Furthermore, the variation in abundances of isoforms originating from the same primary transcript is exemplified by the primary SPARC transcripts. All of the eight known SPARC isoforms that were expressed in the breast cancer samples (Figure 4E) originate from five different primary transcripts (Figure 4F shown as TSSI to TSSV). Interestingly, the highly abundant transcript from the primary transcript group I of SPARC, ENST00000520687, is defined as a non-expressed protein in the hg19 reference genome, but the abundance of that specific isoform was high in our samples of all three breast cancer types (Figures 4E and 4F). In primary transcript group III, the SPARC splice variant 5 (ENST00000521569) expresses 79% to 86% whereas SPARC splice variant 8 (ENST00000538026) expresses 13.8 to 20% out of total SPARC gene expression in all three breast cancers. These results reveal that the ENST00000521569 isoform of SPARC is most highly expressed in all three breast cancers.

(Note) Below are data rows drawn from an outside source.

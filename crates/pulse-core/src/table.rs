//! Sortable, filterable table view
//!
//! A [`TableView`] owns the records of one dashboard widget together with
//! its selection and filter. Every read goes filter -> sort -> limit ->
//! format, and the source records are never reordered.

use crate::Result;
use crate::filter::RecordFilter;
use crate::format::{format_value, percentage_bar_width};
use crate::selection::{Selection, SortState};
use crate::sort::sort_by_state;
use crate::types::{FieldValue, Record, RecordId, SortDirection};
use crate::vocabulary::{FieldKind, Vocabulary};
use serde::Serialize;

/// Column header with the active sort marker
#[derive(Debug, Clone, PartialEq, Eq, Serialize)]
pub struct Header {
    /// Field name
    pub field: &'static str,
    /// Display label
    pub label: &'static str,
    /// Direction when this column is the active sort
    pub sorted: Option<SortDirection>,
}

impl Header {
    /// Label with an arrow appended on the active column
    #[must_use]
    pub fn title(&self) -> String {
        self.sorted.map_or_else(
            || self.label.to_string(),
            |direction| format!("{} {}", self.label, direction.arrow()),
        )
    }
}

/// A formatted cell
#[derive(Debug, Clone, PartialEq, Serialize)]
pub struct Cell {
    /// Field the cell belongs to
    pub field: &'static str,
    /// Display text
    pub text: String,
    /// Clamped bar width for percentage fields
    pub bar: Option<f64>,
}

/// A formatted row
#[derive(Debug, Clone, PartialEq, Serialize)]
pub struct Row {
    /// Identifier of the source record
    pub id: RecordId,
    /// Cells in vocabulary order
    pub cells: Vec<Cell>,
}

impl Row {
    /// Find a cell by field name
    #[must_use]
    pub fn cell(&self, field: &str) -> Option<&Cell> {
        self.cells.iter().find(|cell| cell.field == field)
    }
}

/// One table widget's records and view state
#[derive(Debug, Clone)]
pub struct TableView {
    records: Vec<Record>,
    selection: Selection,
    filter: RecordFilter,
    limit: Option<usize>,
}

impl TableView {
    /// Create a view sorted on the vocabulary's primary field, descending
    #[must_use]
    pub fn new(vocabulary: Vocabulary, records: Vec<Record>) -> Self {
        Self {
            records,
            selection: Selection::new(vocabulary),
            filter: RecordFilter::new(),
            limit: None,
        }
    }

    /// Build a view from typed rows
    #[must_use]
    pub fn from_items<'a, T>(vocabulary: Vocabulary, items: impl IntoIterator<Item = &'a T>) -> Self
    where
        T: 'a,
        Record: From<&'a T>,
    {
        Self::new(vocabulary, items.into_iter().map(Record::from).collect())
    }

    /// Cap the number of rows returned (`None` or zero shows all)
    #[must_use]
    pub fn with_limit(mut self, limit: Option<usize>) -> Self {
        self.limit = limit.filter(|&n| n > 0);
        self
    }

    /// The view's vocabulary
    #[must_use]
    pub const fn vocabulary(&self) -> &Vocabulary {
        self.selection.vocabulary()
    }

    /// Current sort state
    #[must_use]
    pub const fn sort_state(&self) -> &SortState {
        self.selection.state()
    }

    /// Click a column header
    ///
    /// # Errors
    ///
    /// Returns [`crate::Error::InvalidField`] for an unknown column.
    pub fn toggle(&mut self, field: &str) -> Result<&SortState> {
        self.selection.toggle(field)
    }

    /// Replace the active filter
    ///
    /// # Errors
    ///
    /// Returns an error if the filter does not fit the vocabulary; the
    /// previous filter stays active in that case.
    pub fn set_filter(&mut self, filter: RecordFilter) -> Result<()> {
        filter.validate(self.vocabulary())?;
        self.filter = filter;
        Ok(())
    }

    /// The source records, in the order they were supplied
    #[must_use]
    pub fn records(&self) -> &[Record] {
        &self.records
    }

    /// Filtered, sorted and limited records
    ///
    /// # Errors
    ///
    /// Returns an error if a record does not match its vocabulary.
    pub fn sorted(&self) -> Result<Vec<Record>> {
        let vocabulary = self.vocabulary();
        let filtered = self.filter.apply(&self.records, vocabulary)?;
        let mut sorted = sort_by_state(&filtered, vocabulary, self.sort_state())?;

        if let Some(limit) = self.limit {
            sorted.truncate(limit);
        }
        Ok(sorted)
    }

    /// Column headers, marking the active sort
    #[must_use]
    pub fn headers(&self) -> Vec<Header> {
        let state = self.sort_state();
        self.vocabulary()
            .fields
            .iter()
            .map(|spec| Header {
                field: spec.name,
                label: spec.label,
                sorted: (spec.name == state.field).then_some(state.direction),
            })
            .collect()
    }

    /// Formatted rows ready for display
    ///
    /// # Errors
    ///
    /// Same as [`TableView::sorted`].
    pub fn rows(&self) -> Result<Vec<Row>> {
        let fields = self.vocabulary().fields;
        Ok(self
            .sorted()?
            .iter()
            .map(|record| Row {
                id: record.id,
                cells: fields
                    .iter()
                    .map(|spec| {
                        let value = record.get(spec.name);
                        Cell {
                            field: spec.name,
                            text: value
                                .map(|v| format_value(spec.kind, v))
                                .unwrap_or_default(),
                            bar: match spec.kind {
                                FieldKind::Percentage => value
                                    .and_then(FieldValue::as_number)
                                    .map(percentage_bar_width),
                                _ => None,
                            },
                        }
                    })
                    .collect(),
            })
            .collect())
    }
}
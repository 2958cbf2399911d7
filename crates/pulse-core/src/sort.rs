//! Sort engine for record collections
//!
//! Sorting never touches the caller's slice: records are ordered through an
//! index permutation and cloned into a new vector. The sort is stable, so
//! records with equal keys keep their input order in either direction.

use crate::selection::SortState;
use crate::types::{FieldValue, Record, SortDirection};
use crate::vocabulary::{FieldSpec, Vocabulary};
use crate::{Error, Result};
use std::cmp::Ordering;
use tracing::debug;

/// Produce a new ordering of `records` by `field`.
///
/// # Errors
///
/// - [`Error::InvalidField`] if `field` is not in `vocabulary`
/// - [`Error::HeterogeneousTypeMismatch`] if any record lacks the field or
///   holds a value of a different kind than the vocabulary declares
pub fn sort_records(
    records: &[Record],
    vocabulary: &Vocabulary,
    field: &str,
    direction: SortDirection,
) -> Result<Vec<Record>> {
    let spec = vocabulary.field(field)?;
    let keys = extract_keys(records, spec)?;

    debug!(
        view = vocabulary.view,
        field,
        %direction,
        count = records.len(),
        "Sorting records"
    );

    let mut order: Vec<usize> = (0..keys.len()).collect();
    order.sort_by(|&a, &b| {
        let ordering = compare_keys(keys.get(a).copied(), keys.get(b).copied());
        match direction {
            SortDirection::Ascending => ordering,
            SortDirection::Descending => ordering.reverse(),
        }
    });

    Ok(order
        .into_iter()
        .filter_map(|index| records.get(index).cloned())
        .collect())
}

/// Sort using a view's current selection
///
/// # Errors
///
/// Same as [`sort_records`].
pub fn sort_by_state(
    records: &[Record],
    vocabulary: &Vocabulary,
    state: &SortState,
) -> Result<Vec<Record>> {
    sort_records(records, vocabulary, &state.field, state.direction)
}

fn extract_keys<'a>(records: &'a [Record], spec: &FieldSpec) -> Result<Vec<&'a FieldValue>> {
    records
        .iter()
        .map(|record| match record.get(spec.name) {
            Some(value) if spec.kind.accepts(value) => Ok(value),
            found => Err(Error::HeterogeneousTypeMismatch {
                field: spec.name.to_string(),
                record: record.id.to_string(),
                expected: spec.kind.value_kind().to_string(),
                found: found.map_or("missing", FieldValue::kind_name).to_string(),
            }),
        })
        .collect()
}

fn compare_keys(a: Option<&FieldValue>, b: Option<&FieldValue>) -> Ordering {
    match (a, b) {
        (Some(a), Some(b)) => a.compare(b).unwrap_or(Ordering::Equal),
        _ => Ordering::Equal,
    }
}
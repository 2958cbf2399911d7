//! Core types and utilities for the content-pulse analytics dashboard
//!
//! The crate centres on one reusable piece: a sortable, filterable table view
//! whose sort engine and formatter share a closed field vocabulary. Around it
//! sit the selection state, the mock data behind every widget and the live
//! visitor counter.

#![forbid(unsafe_code)]
#![warn(
    clippy::all,
    clippy::pedantic,
    clippy::nursery,
    missing_docs,
    rust_2018_idioms
)]

pub mod config;
pub mod error;
pub mod filter;
pub mod fixtures;
pub mod format;
pub mod live;
pub mod selection;
pub mod sort;
pub mod table;
pub mod types;
pub mod vocabulary;

// Re-export commonly used types
pub use config::Config;
pub use error::{Error, Result};
pub use filter::RecordFilter;
pub use format::{format_count, percentage_bar_width};
pub use live::{LiveCounter, TickerHandle};
pub use selection::{Selection, SortState};
pub use sort::sort_records;
pub use table::TableView;
pub use types::{FieldValue, Record, RecordId, SortDirection, Status};
pub use vocabulary::{FieldKind, FieldSpec, Vocabulary};

/// Initialize the logging system
///
/// `RUST_LOG` wins over `level` when set. Output goes to stderr, as JSON
/// when `json` is true.
///
/// # Errors
///
/// Returns an error if a global subscriber is already installed.
pub fn init_logging(level: &str, json: bool) -> Result<()> {
    use tracing_subscriber::{EnvFilter, fmt, layer::SubscriberExt, util::SubscriberInitExt};

    let env_filter = EnvFilter::try_from_default_env().unwrap_or_else(|_| EnvFilter::new(level));

    tracing_subscriber::registry()
        .with(env_filter)
        .with(json.then(|| fmt::layer().json().with_writer(std::io::stderr)))
        .with((!json).then(|| fmt::layer().with_writer(std::io::stderr)))
        .try_init()
        .map_err(|e| Error::Other(format!("failed to initialize logging: {e}")))
}

#[cfg(test)]
mod tests {
    use super::*;

    #[test]
    fn test_init_logging_installs_once() {
        let _ = init_logging("debug", true);
        let err = init_logging("info", false);
        assert!(matches!(err, Err(Error::Other(ref msg)) if msg.contains("logging")));
    }
}
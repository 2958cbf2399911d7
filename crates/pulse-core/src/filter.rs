//! Record filtering for the dashboard's filter panel

use crate::types::{FieldValue, Record};
use crate::vocabulary::{FieldKind, Vocabulary};
use crate::{Error, Result};
use serde::{Deserialize, Serialize};
use tracing::debug;

/// A single predicate on one field
#[derive(Debug, Clone, PartialEq, Serialize, Deserialize)]
#[serde(tag = "op", rename_all = "snake_case")]
pub enum Predicate {
    /// Case-insensitive substring match on a text field
    Contains {
        /// Text field to search
        field: String,
        /// Substring to look for
        needle: String,
    },
    /// Exact value match
    Equals {
        /// Field to compare
        field: String,
        /// Expected value
        value: FieldValue,
    },
    /// Numeric lower bound, inclusive
    AtLeast {
        /// Numeric field to compare
        field: String,
        /// Minimum value
        min: f64,
    },
}

impl Predicate {
    fn field(&self) -> &str {
        match self {
            Self::Contains { field, .. }
            | Self::Equals { field, .. }
            | Self::AtLeast { field, .. } => field,
        }
    }

    fn validate(&self, vocabulary: &Vocabulary) -> Result<()> {
        let spec = vocabulary.field(self.field())?;
        match self {
            Self::Contains { .. } if spec.kind != FieldKind::Text => Err(Error::validation(
                spec.name,
                "text search needs a text field",
            )),
            Self::Equals { value, .. } if !spec.kind.accepts(value) => Err(Error::validation(
                spec.name,
                format!(
                    "expected a {} value, got {}",
                    spec.kind.value_kind(),
                    value.kind_name()
                ),
            )),
            Self::AtLeast { min, .. } if !spec.kind.is_numeric() || min.is_nan() => Err(
                Error::validation(spec.name, "lower bound needs a numeric field and value"),
            ),
            _ => Ok(()),
        }
    }

    fn matches(&self, record: &Record) -> bool {
        match self {
            Self::Contains { field, needle } => record
                .get(field)
                .and_then(FieldValue::as_text)
                .is_some_and(|text| text.to_lowercase().contains(&needle.to_lowercase())),
            Self::Equals { field, value } => record.get(field) == Some(value),
            Self::AtLeast { field, min } => record
                .get(field)
                .and_then(FieldValue::as_number)
                .is_some_and(|n| n >= *min),
        }
    }
}

/// A conjunction of predicates; an empty filter keeps every record
#[derive(Debug, Clone, Default, PartialEq, Serialize, Deserialize)]
pub struct RecordFilter {
    predicates: Vec<Predicate>,
}

impl RecordFilter {
    /// Filter that keeps everything
    #[must_use]
    pub fn new() -> Self {
        Self::default()
    }

    /// Keep records whose text `field` contains `needle`, ignoring case
    #[must_use]
    pub fn search(mut self, field: impl Into<String>, needle: impl Into<String>) -> Self {
        self.predicates.push(Predicate::Contains {
            field: field.into(),
            needle: needle.into(),
        });
        self
    }

    /// Keep records whose `field` equals `value`
    #[must_use]
    pub fn matching(mut self, field: impl Into<String>, value: impl Into<FieldValue>) -> Self {
        self.predicates.push(Predicate::Equals {
            field: field.into(),
            value: value.into(),
        });
        self
    }

    /// Keep records whose numeric `field` is at least `min`
    #[must_use]
    pub fn at_least(mut self, field: impl Into<String>, min: f64) -> Self {
        self.predicates.push(Predicate::AtLeast {
            field: field.into(),
            min,
        });
        self
    }

    /// The predicates making up this filter
    #[must_use]
    pub fn predicates(&self) -> &[Predicate] {
        &self.predicates
    }

    /// Whether the filter keeps every record
    #[must_use]
    pub fn is_empty(&self) -> bool {
        self.predicates.is_empty()
    }

    /// Check every predicate against a vocabulary
    ///
    /// # Errors
    ///
    /// Returns [`Error::InvalidField`] for unknown fields and
    /// [`Error::Validation`] when a predicate does not fit its field's kind.
    pub fn validate(&self, vocabulary: &Vocabulary) -> Result<()> {
        self.predicates
            .iter()
            .try_for_each(|predicate| predicate.validate(vocabulary))
    }

    /// Whether a record passes every predicate
    #[must_use]
    pub fn matches(&self, record: &Record) -> bool {
        self.predicates.iter().all(|p| p.matches(record))
    }

    /// Keep the records that pass, preserving their order
    ///
    /// # Errors
    ///
    /// Same as [`RecordFilter::validate`].
    pub fn apply(&self, records: &[Record], vocabulary: &Vocabulary) -> Result<Vec<Record>> {
        self.validate(vocabulary)?;

        let kept: Vec<Record> = records
            .iter()
            .filter(|record| self.matches(record))
            .cloned()
            .collect();

        debug!(
            view = vocabulary.view,
            predicates = self.predicates.len(),
            total = records.len(),
            kept = kept.len(),
            "Applied record filter"
        );

        Ok(kept)
    }
}
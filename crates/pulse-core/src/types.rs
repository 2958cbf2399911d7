//! Core data types for the content-pulse dashboard

use chrono::NaiveDate;
use indexmap::IndexMap;
use serde::{Deserialize, Serialize};
use std::cmp::Ordering;
use std::str::FromStr;

/// Record identifier type
pub type RecordId = u32;

/// Publication status of a piece of content
#[derive(Debug, Clone, Copy, Serialize, Deserialize, PartialEq, Eq, PartialOrd, Ord, Hash)]
#[serde(rename_all = "snake_case")]
pub enum Status {
    /// Live on the site
    Published,
    /// Still being written
    Draft,
    /// Queued for a future publication date
    Scheduled,
    /// Taken down but kept for reference
    Archived,
}

impl std::fmt::Display for Status {
    fn fmt(&self, f: &mut std::fmt::Formatter<'_>) -> std::fmt::Result {
        match self {
            Self::Published => write!(f, "published"),
            Self::Draft => write!(f, "draft"),
            Self::Scheduled => write!(f, "scheduled"),
            Self::Archived => write!(f, "archived"),
        }
    }
}

impl FromStr for Status {
    type Err = crate::Error;

    fn from_str(s: &str) -> crate::Result<Self> {
        match s.to_ascii_lowercase().as_str() {
            "published" => Ok(Self::Published),
            "draft" => Ok(Self::Draft),
            "scheduled" => Ok(Self::Scheduled),
            "archived" => Ok(Self::Archived),
            other => Err(crate::Error::validation(
                "status",
                format!("unknown status '{other}'"),
            )),
        }
    }
}

/// Sort direction for a table column
#[derive(Debug, Clone, Copy, Serialize, Deserialize, PartialEq, Eq, Hash, Default)]
#[serde(rename_all = "snake_case")]
pub enum SortDirection {
    /// Smallest value first
    Ascending,
    /// Largest value first
    #[default]
    Descending,
}

impl SortDirection {
    /// The opposite direction
    #[must_use]
    pub const fn toggled(self) -> Self {
        match self {
            Self::Ascending => Self::Descending,
            Self::Descending => Self::Ascending,
        }
    }

    /// Arrow glyph shown next to the active column header
    #[must_use]
    pub const fn arrow(self) -> &'static str {
        match self {
            Self::Ascending => "↑",
            Self::Descending => "↓",
        }
    }
}

impl std::fmt::Display for SortDirection {
    fn fmt(&self, f: &mut std::fmt::Formatter<'_>) -> std::fmt::Result {
        match self {
            Self::Ascending => write!(f, "asc"),
            Self::Descending => write!(f, "desc"),
        }
    }
}

impl FromStr for SortDirection {
    type Err = crate::Error;

    fn from_str(s: &str) -> crate::Result<Self> {
        match s.to_ascii_lowercase().as_str() {
            "asc" | "ascending" => Ok(Self::Ascending),
            "desc" | "descending" => Ok(Self::Descending),
            other => Err(crate::Error::validation(
                "direction",
                format!("expected 'asc' or 'desc', got '{other}'"),
            )),
        }
    }
}

/// A single cell value inside a [`Record`]
#[derive(Debug, Clone, Serialize, Deserialize, PartialEq)]
#[serde(rename_all = "snake_case")]
pub enum FieldValue {
    /// Any numeric magnitude (counts, percentages)
    Number(f64),
    /// Free text
    Text(String),
    /// Enumerated publication status
    Status(Status),
}

impl FieldValue {
    /// Short name of the value's kind, used in error messages
    #[must_use]
    pub const fn kind_name(&self) -> &'static str {
        match self {
            Self::Number(_) => "number",
            Self::Text(_) => "text",
            Self::Status(_) => "status",
        }
    }

    /// Numeric payload, if any
    #[must_use]
    pub const fn as_number(&self) -> Option<f64> {
        match self {
            Self::Number(n) => Some(*n),
            _ => None,
        }
    }

    /// Text payload, if any
    #[must_use]
    pub fn as_text(&self) -> Option<&str> {
        match self {
            Self::Text(s) => Some(s),
            _ => None,
        }
    }

    /// Compare two values of the same kind.
    ///
    /// Returns `None` when the kinds differ. Numbers use IEEE total ordering
    /// so NaN never poisons a sort.
    #[must_use]
    pub fn compare(&self, other: &Self) -> Option<Ordering> {
        match (self, other) {
            (Self::Number(a), Self::Number(b)) => Some(a.total_cmp(b)),
            (Self::Text(a), Self::Text(b)) => Some(a.cmp(b)),
            (Self::Status(a), Self::Status(b)) => Some(a.cmp(b)),
            _ => None,
        }
    }
}

impl From<f64> for FieldValue {
    fn from(value: f64) -> Self {
        Self::Number(value)
    }
}

impl From<u64> for FieldValue {
    #[allow(clippy::cast_precision_loss)]
    fn from(value: u64) -> Self {
        Self::Number(value as f64)
    }
}

impl From<&str> for FieldValue {
    fn from(value: &str) -> Self {
        Self::Text(value.to_string())
    }
}

impl From<String> for FieldValue {
    fn from(value: String) -> Self {
        Self::Text(value)
    }
}

impl From<Status> for FieldValue {
    fn from(value: Status) -> Self {
        Self::Status(value)
    }
}

/// One row of displayable data
///
/// Field order is preserved so rendered rows follow insertion order.
#[derive(Debug, Clone, Serialize, Deserialize, PartialEq)]
pub struct Record {
    /// Stable identifier used as the iteration key
    pub id: RecordId,

    /// Values keyed by field name
    values: IndexMap<String, FieldValue>,
}

impl Record {
    /// Create an empty record
    #[must_use]
    pub fn new(id: RecordId) -> Self {
        Self {
            id,
            values: IndexMap::new(),
        }
    }

    /// Builder-style insert
    #[must_use]
    pub fn with(mut self, field: impl Into<String>, value: impl Into<FieldValue>) -> Self {
        self.insert(field, value);
        self
    }

    /// Insert or replace a value, returning the previous one
    pub fn insert(
        &mut self,
        field: impl Into<String>,
        value: impl Into<FieldValue>,
    ) -> Option<FieldValue> {
        self.values.insert(field.into(), value.into())
    }

    /// Look up a field's value
    #[must_use]
    pub fn get(&self, field: &str) -> Option<&FieldValue> {
        self.values.get(field)
    }

    /// Iterate over `(field, value)` pairs in insertion order
    pub fn iter(&self) -> impl Iterator<Item = (&str, &FieldValue)> {
        self.values.iter().map(|(k, v)| (k.as_str(), v))
    }

    /// Number of fields held by the record
    #[must_use]
    pub fn len(&self) -> usize {
        self.values.len()
    }

    /// Whether the record holds no fields
    #[must_use]
    pub fn is_empty(&self) -> bool {
        self.values.is_empty()
    }
}

/// An article's performance metrics
#[derive(Debug, Clone, Serialize, Deserialize, PartialEq)]
pub struct ContentItem {
    /// Unique identifier
    pub id: RecordId,
    /// Article title
    pub title: String,
    /// Editorial category
    pub category: String,
    /// Publication status
    pub status: Status,
    /// Total page views
    pub views: u64,
    /// Social shares
    pub shares: u64,
    /// Reader comments
    pub comments: u64,
    /// Engagement rate in percent
    pub engagement: f64,
}

impl From<&ContentItem> for Record {
    fn from(item: &ContentItem) -> Self {
        Self::new(item.id)
            .with("title", item.title.as_str())
            .with("category", item.category.as_str())
            .with("status", item.status)
            .with("views", item.views)
            .with("shares", item.shares)
            .with("comments", item.comments)
            .with("engagement", item.engagement)
    }
}

/// A tracked goal with a numeric target
#[derive(Debug, Clone, Serialize, Deserialize, PartialEq)]
pub struct Goal {
    /// Unique identifier
    pub id: RecordId,
    /// Goal name
    pub name: String,
    /// Progress so far
    pub current: u64,
    /// Value at which the goal is met
    pub target: u64,
}

impl Goal {
    /// Progress towards the target in percent, unclamped.
    ///
    /// A zero target yields zero progress.
    #[must_use]
    #[allow(clippy::cast_precision_loss)]
    pub fn progress(&self) -> f64 {
        if self.target == 0 {
            return 0.0;
        }
        self.current as f64 / self.target as f64 * 100.0
    }

    /// Whether the target has been reached
    #[must_use]
    pub const fn is_complete(&self) -> bool {
        self.current >= self.target
    }
}

impl From<&Goal> for Record {
    fn from(goal: &Goal) -> Self {
        Self::new(goal.id)
            .with("name", goal.name.as_str())
            .with("current", goal.current)
            .with("target", goal.target)
            .with("progress", goal.progress())
    }
}

/// Visitors currently on the site from one country
#[derive(Debug, Clone, Serialize, Deserialize, PartialEq)]
pub struct VisitorLocation {
    /// Unique identifier
    pub id: RecordId,
    /// Country name
    pub country: String,
    /// Active visitors
    pub visitors: u64,
    /// Share of all active visitors in percent
    pub percentage: f64,
}

impl From<&VisitorLocation> for Record {
    fn from(location: &VisitorLocation) -> Self {
        Self::new(location.id)
            .with("country", location.country.as_str())
            .with("visitors", location.visitors)
            .with("percentage", location.percentage)
    }
}

/// How a metric card's headline value is displayed
#[derive(Debug, Clone, Copy, Serialize, Deserialize, PartialEq, Eq)]
#[serde(rename_all = "snake_case")]
pub enum MetricUnit {
    /// Abbreviated count (K/M)
    Count,
    /// Percentage with one decimal
    Percentage,
    /// Duration in seconds
    Duration,
}

/// Headline metric with its period-over-period change
#[derive(Debug, Clone, Serialize, Deserialize, PartialEq)]
pub struct MetricCard {
    /// Card title
    pub label: String,
    /// Raw value
    pub value: f64,
    /// Display unit for the value
    pub unit: MetricUnit,
    /// Change versus the previous period in percent
    pub change: f64,
}

/// Share of traffic arriving from one source
#[derive(Debug, Clone, Serialize, Deserialize, PartialEq)]
pub struct TrafficSource {
    /// Source name
    pub source: String,
    /// Share of all visits in percent
    pub share: f64,
}

/// One day of traffic for the trend chart
#[derive(Debug, Clone, Serialize, Deserialize, PartialEq, Eq)]
pub struct DailyTraffic {
    /// Calendar day
    pub day: NaiveDate,
    /// Page views that day
    pub views: u64,
    /// Unique visitors that day
    pub visitors: u64,
}

#[cfg(test)]
#[allow(clippy::unwrap_used, clippy::float_cmp)]
mod tests {
    use super::*;
    use pretty_assertions::assert_eq;

    #[test]
    fn test_sort_direction_toggle() {
        assert_eq!(SortDirection::Ascending.toggled(), SortDirection::Descending);
        assert_eq!(SortDirection::Descending.toggled(), SortDirection::Ascending);
        assert_eq!(SortDirection::default(), SortDirection::Descending);
    }

    #[test]
    fn test_sort_direction_parse() {
        assert_eq!(
            "asc".parse::<SortDirection>().unwrap(),
            SortDirection::Ascending
        );
        assert_eq!(
            "DESCENDING".parse::<SortDirection>().unwrap(),
            SortDirection::Descending
        );
        assert!("sideways".parse::<SortDirection>().is_err());
    }

    #[test]
    fn test_status_roundtrip_through_display() {
        for status in [
            Status::Published,
            Status::Draft,
            Status::Scheduled,
            Status::Archived,
        ] {
            assert_eq!(status.to_string().parse::<Status>().unwrap(), status);
        }
        assert!("deleted".parse::<Status>().is_err());
    }

    #[test]
    fn test_field_value_compare() {
        let a = FieldValue::from(1.0);
        let b = FieldValue::from(2.0);
        assert_eq!(a.compare(&b), Some(Ordering::Less));

        let t1 = FieldValue::from("Alpha");
        let t2 = FieldValue::from("Beta");
        assert_eq!(t2.compare(&t1), Some(Ordering::Greater));

        let s1 = FieldValue::from(Status::Published);
        let s2 = FieldValue::from(Status::Archived);
        assert_eq!(s1.compare(&s2), Some(Ordering::Less));

        assert_eq!(a.compare(&t1), None);
    }

    #[test]
    fn test_nan_has_a_defined_order() {
        let nan = FieldValue::Number(f64::NAN);
        let one = FieldValue::Number(1.0);
        assert!(nan.compare(&one).is_some());
    }

    #[test]
    fn test_record_builder_keeps_insertion_order() {
        let record = Record::new(3)
            .with("title", "Hello")
            .with("views", 42_u64)
            .with("status", Status::Draft);

        let fields: Vec<&str> = record.iter().map(|(k, _)| k).collect();
        assert_eq!(fields, vec!["title", "views", "status"]);
        assert_eq!(record.get("views"), Some(&FieldValue::Number(42.0)));
        assert_eq!(record.len(), 3);
        assert!(record.get("missing").is_none());
    }

    #[test]
    fn test_goal_progress() {
        let goal = Goal {
            id: 1,
            name: "Newsletter signups".to_string(),
            current: 750,
            target: 1000,
        };
        assert_eq!(goal.progress(), 75.0);
        assert!(!goal.is_complete());

        let exceeded = Goal {
            current: 1200,
            ..goal.clone()
        };
        assert_eq!(exceeded.progress(), 120.0);
        assert!(exceeded.is_complete());

        let zero = Goal { target: 0, ..goal };
        assert_eq!(zero.progress(), 0.0);
    }

    #[test]
    fn test_content_item_into_record() {
        let item = ContentItem {
            id: 9,
            title: "Rust in production".to_string(),
            category: "Engineering".to_string(),
            status: Status::Published,
            views: 15_000,
            shares: 320,
            comments: 45,
            engagement: 7.5,
        };
        let record = Record::from(&item);

        assert_eq!(record.id, 9);
        assert_eq!(
            record.get("title").and_then(FieldValue::as_text),
            Some("Rust in production")
        );
        assert_eq!(record.get("views").and_then(FieldValue::as_number), Some(15_000.0));
        assert_eq!(
            record.get("status"),
            Some(&FieldValue::Status(Status::Published))
        );
    }

    #[test]
    fn test_record_serialization() {
        let record = Record::new(1).with("views", 10_u64).with("title", "A");
        let json = serde_json::to_string(&record).unwrap();
        let back: Record = serde_json::from_str(&json).unwrap();
        assert_eq!(back, record);
    }
}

Furthermore, some highly abundant primary transcript pools were unique to each of the breast cancer subtypes (Figure 4D). For example, the primary transcript abundance of apolipoprotein E (APOE) was high in the TNBC and Non-TNBC groups but not in the HER2-positive group. In the case of the HER2-positive group, primary transcripts for protein phosphatase 1B (PP1B) and ornithine decarboxylase antizyme 1 (OAZ1) were highly abundant and unique to this group compared with the other two groups. From this primary transcript analysis, we could unravel the transcriptional dynamics to the finer details, i.e., the expression and significance of the specific primary transcript pools and the precise isoforms that are abundant in specific breast cancer type.
“Genomic Hotspots”: the genomic loci enriched in primary transcripts are identical in all three groups
Next, we searched for the genomic loci that are enriched in primary transcripts, i.e. the “genomic hotspots”, in each type of breast cancer analysed in this study. These genomic regions containing highly abundant primary transcripts could steer the cellular machinery towards oncogenic processes through predominant splicing. Surprisingly, the top eight “genomic hotspots” that produced the highest number of primary transcripts are common in TNBC, Non-TNBC and HER2-positive breast cancers. They are presented in Figure 5A, along with the number of protein-coding genes that are encoded from one of these loci (Supporting Files 23, 24 and 25 comprising the top 20 genomic hotspots). For example, the genomic locus that has the highest primary transcript enrichment, Chr5: 139781398–140099052, encodes 12 genes (Figure 5B), including HRAS, HRAS2, SLC35A4 and NDUFA2. The expression levels of these genes, calculated as the sum of all of the isoforms associated with the genes in all 17 samples, are presented in Figure 5C. These findings clearly illustrate that these loci are highly transcriptionally active and participate in robust splicing to produce several isoforms. These loci are strikingly different from the normal breast tissue (Supporting File 26).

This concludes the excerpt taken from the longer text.